One of them will soon become vice federal chairman of the youth organization “Junge Alternative”, the other later even appointed by the AfD federal executive board to the important working group for the protection of the constitution. Two junior squads, highly motivated. They fight on the side of those who call themselves moderate. The fight goes against the Höcke wing, against the extreme right-wing camp. Leschik and Boudaghi are resisting it. They long believed that the less radicals could win. It doesn’t happen like that.
In the chats it becomes racist, homophobic and misogynist
The chat excerpts that they present in “Im Bann der AfD” are sometimes disturbingly racist, sometimes homophobic, sometimes misogynistic. In other groups, well-known AfD politicians such as the former deputy federal chairman Georg Pazderski, still head of the AfD parliamentary group in the Berlin House of Representatives, are exposed. Pazderski lets himself out in a Telegram chat about the “jogging pants”, party members who pay a reduced membership fee of 2.50 euros per month: “How did someone put it, the 3K members: no teeth, no money, no education.“Others in the group are eager to blaspheme.” The party is stupid, “says a long-time AfD state chairman. The frustration of not getting rid of Höcke and Co. runs deep.

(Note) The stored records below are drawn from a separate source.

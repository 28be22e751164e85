// Persistence port - durable key to JSON value storage
use serde::Serialize;
use serde::de::DeserializeOwned;
use serde_json::Value;
use thiserror::Error;

/// Every record the app persists.
#[derive(Debug, Clone, Copy, PartialEq, Eq, Hash)]
pub enum StoreKey {
    LocationHistory,
    EmergencyContacts,
    TrackerSettings,
    EmergencyLogs,
}

impl StoreKey {
    pub fn as_str(&self) -> &'static str {
        match self {
            StoreKey::LocationHistory => "locationHistory",
            StoreKey::EmergencyContacts => "emergencyContacts",
            StoreKey::TrackerSettings => "trackerSettings",
            StoreKey::EmergencyLogs => "emergencyLogs",
        }
    }
}

#[derive(Debug, Error)]
pub enum PersistenceError {
    #[error("storage I/O error for {key}: {source}")]
    Io {
        key: &'static str,
        #[source]
        source: std::io::Error,
    },
    #[error("stored {key} is corrupt: {reason}")]
    Corrupt { key: &'static str, reason: String },
    #[error("could not encode {key}: {reason}")]
    Encode { key: &'static str, reason: String },
}

pub trait KeyValueStore: Send + Sync {
    /// `Ok(None)` when nothing has been stored under `key`.
    fn load(&self, key: StoreKey) -> Result<Option<Value>, PersistenceError>;

    fn save(&self, key: StoreKey, value: &Value) -> Result<(), PersistenceError>;
}

/// Decodes a stored record, treating missing or undecodable data as `T::default()`.
pub fn load_or_default<T>(store: &dyn KeyValueStore, key: StoreKey) -> T
where
    T: DeserializeOwned + Default,
{
    let value = match store.load(key) {
        Ok(Some(value)) => value,
        Ok(None) => return T::default(),
        Err(e) => {
            tracing::warn!("Ignoring unreadable {}: {}", key.as_str(), e);
            return T::default();
        }
    };

    match serde_json::from_value(value) {
        Ok(decoded) => decoded,
        Err(e) => {
            tracing::warn!("Ignoring undecodable {}: {}", key.as_str(), e);
            T::default()
        }
    }
}

pub fn save_typed<T>(store: &dyn KeyValueStore, key: StoreKey, value: &T) -> Result<(), PersistenceError>
where
    T: Serialize,
{
    let encoded = serde_json::to_value(value).map_err(|e| PersistenceError::Encode {
        key: key.as_str(),
        reason: e.to_string(),
    })?;
    store.save(key, &encoded)
}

In “Im Bann der AfD” the authors, who come from very different milieus, tell how they got into the right-wing party and were quickly taken seriously. They tell how money in the form of paid mandates and employee positions holds the AfD together. One chapter describes how the non-Höcke camp in North Rhine-Westphalia is vying for top places in the list for the federal election. They are people who have come together within the AfD because they want to keep Höcke and his helpers small – and who now, in their desperation, are making pacts with Höcke people.
Boudaghi and Leschik are more likely to strike hatred from the AfD; many former party friends consider them traitors. On the other hand, the AfD has already moved further to the right in this election year. The Höcke wing recently dominated the election program and, with Alice Weidel and Tino Chrupalla, will be the top candidates in the upcoming federal election.